▸ **Problem details**
Look through the records below and give the number of lines holding the string "NotFound", nothing more.

▸ **Material shown**
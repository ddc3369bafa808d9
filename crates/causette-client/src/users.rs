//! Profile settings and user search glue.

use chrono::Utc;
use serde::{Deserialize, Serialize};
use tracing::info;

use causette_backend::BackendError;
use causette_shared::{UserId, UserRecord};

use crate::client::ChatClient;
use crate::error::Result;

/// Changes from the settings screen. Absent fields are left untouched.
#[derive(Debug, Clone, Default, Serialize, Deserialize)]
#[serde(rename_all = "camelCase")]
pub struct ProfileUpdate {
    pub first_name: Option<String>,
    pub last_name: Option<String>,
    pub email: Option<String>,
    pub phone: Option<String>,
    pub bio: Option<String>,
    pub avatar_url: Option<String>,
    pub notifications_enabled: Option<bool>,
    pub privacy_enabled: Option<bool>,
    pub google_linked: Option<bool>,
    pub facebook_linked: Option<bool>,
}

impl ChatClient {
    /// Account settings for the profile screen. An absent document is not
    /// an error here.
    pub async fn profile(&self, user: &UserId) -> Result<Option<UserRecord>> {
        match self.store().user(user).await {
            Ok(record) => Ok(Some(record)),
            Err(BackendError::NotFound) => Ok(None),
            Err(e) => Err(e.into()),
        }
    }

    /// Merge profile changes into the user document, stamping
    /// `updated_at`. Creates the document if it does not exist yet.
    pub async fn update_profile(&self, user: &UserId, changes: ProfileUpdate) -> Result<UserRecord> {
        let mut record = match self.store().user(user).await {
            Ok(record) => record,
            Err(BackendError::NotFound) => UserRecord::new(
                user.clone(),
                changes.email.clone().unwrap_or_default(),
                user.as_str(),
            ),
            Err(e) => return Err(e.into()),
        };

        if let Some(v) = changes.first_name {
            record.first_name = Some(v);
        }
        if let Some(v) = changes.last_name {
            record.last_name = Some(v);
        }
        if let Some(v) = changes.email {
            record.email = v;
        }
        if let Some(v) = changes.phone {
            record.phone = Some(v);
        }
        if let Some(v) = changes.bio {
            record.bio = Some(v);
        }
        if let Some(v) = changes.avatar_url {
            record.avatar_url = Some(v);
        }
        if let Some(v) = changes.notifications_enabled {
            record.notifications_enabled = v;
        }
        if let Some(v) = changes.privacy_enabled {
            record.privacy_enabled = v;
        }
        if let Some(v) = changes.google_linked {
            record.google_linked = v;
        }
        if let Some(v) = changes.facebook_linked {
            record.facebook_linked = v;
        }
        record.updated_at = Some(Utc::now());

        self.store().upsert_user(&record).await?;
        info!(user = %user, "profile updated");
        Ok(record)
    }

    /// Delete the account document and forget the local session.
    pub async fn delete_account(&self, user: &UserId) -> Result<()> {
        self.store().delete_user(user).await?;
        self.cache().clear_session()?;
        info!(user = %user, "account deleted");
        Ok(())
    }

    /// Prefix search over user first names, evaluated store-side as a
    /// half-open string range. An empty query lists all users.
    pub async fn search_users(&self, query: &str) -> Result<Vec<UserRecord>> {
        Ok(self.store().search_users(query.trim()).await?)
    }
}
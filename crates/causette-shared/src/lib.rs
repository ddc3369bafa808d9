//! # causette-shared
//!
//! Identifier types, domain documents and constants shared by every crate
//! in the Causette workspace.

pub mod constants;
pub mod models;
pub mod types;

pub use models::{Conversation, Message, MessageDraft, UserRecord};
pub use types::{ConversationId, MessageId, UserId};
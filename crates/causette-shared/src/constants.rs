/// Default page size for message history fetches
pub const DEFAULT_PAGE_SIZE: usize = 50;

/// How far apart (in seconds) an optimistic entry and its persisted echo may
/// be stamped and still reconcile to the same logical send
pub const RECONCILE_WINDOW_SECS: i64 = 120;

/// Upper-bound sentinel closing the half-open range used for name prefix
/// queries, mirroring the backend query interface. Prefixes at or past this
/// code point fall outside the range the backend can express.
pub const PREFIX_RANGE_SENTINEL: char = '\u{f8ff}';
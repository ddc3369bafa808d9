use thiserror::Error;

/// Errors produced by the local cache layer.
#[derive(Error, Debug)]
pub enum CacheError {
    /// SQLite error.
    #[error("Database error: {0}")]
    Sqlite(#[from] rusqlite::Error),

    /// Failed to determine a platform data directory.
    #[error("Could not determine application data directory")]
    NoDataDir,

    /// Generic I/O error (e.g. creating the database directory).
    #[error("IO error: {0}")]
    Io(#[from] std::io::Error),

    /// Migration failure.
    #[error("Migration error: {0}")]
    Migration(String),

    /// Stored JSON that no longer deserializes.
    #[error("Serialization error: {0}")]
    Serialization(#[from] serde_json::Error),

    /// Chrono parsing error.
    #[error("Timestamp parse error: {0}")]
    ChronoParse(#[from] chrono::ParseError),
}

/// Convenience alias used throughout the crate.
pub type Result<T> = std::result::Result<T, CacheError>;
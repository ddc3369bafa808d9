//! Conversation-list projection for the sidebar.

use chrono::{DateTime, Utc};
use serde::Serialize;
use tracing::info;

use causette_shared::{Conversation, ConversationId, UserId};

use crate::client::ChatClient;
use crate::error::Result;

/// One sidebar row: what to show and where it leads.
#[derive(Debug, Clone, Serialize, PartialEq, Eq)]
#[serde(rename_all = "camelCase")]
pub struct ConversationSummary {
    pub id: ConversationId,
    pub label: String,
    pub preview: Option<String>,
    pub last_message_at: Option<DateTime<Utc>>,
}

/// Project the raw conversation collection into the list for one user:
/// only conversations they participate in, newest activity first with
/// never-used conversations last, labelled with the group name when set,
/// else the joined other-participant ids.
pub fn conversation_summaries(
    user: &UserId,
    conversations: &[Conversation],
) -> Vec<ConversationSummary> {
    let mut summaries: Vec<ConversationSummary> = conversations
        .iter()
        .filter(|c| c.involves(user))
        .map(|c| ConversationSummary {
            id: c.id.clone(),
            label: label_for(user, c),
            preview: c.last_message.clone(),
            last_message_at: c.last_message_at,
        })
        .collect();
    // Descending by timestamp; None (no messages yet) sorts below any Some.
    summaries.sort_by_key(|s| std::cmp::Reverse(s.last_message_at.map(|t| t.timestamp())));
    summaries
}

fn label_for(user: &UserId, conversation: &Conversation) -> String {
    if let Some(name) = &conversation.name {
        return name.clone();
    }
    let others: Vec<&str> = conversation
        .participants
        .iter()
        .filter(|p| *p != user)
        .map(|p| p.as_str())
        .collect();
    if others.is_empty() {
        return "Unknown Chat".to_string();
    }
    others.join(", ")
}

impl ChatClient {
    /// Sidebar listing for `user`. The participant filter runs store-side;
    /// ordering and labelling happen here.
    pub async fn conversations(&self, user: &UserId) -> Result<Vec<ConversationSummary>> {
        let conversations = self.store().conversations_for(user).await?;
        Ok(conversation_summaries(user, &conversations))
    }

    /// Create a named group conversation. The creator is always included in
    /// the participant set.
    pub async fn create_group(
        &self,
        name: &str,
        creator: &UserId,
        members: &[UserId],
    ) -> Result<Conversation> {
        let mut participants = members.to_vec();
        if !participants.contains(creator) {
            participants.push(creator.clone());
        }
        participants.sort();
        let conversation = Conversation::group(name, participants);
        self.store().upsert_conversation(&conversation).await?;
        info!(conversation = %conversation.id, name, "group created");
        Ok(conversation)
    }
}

▸ **Response area**
2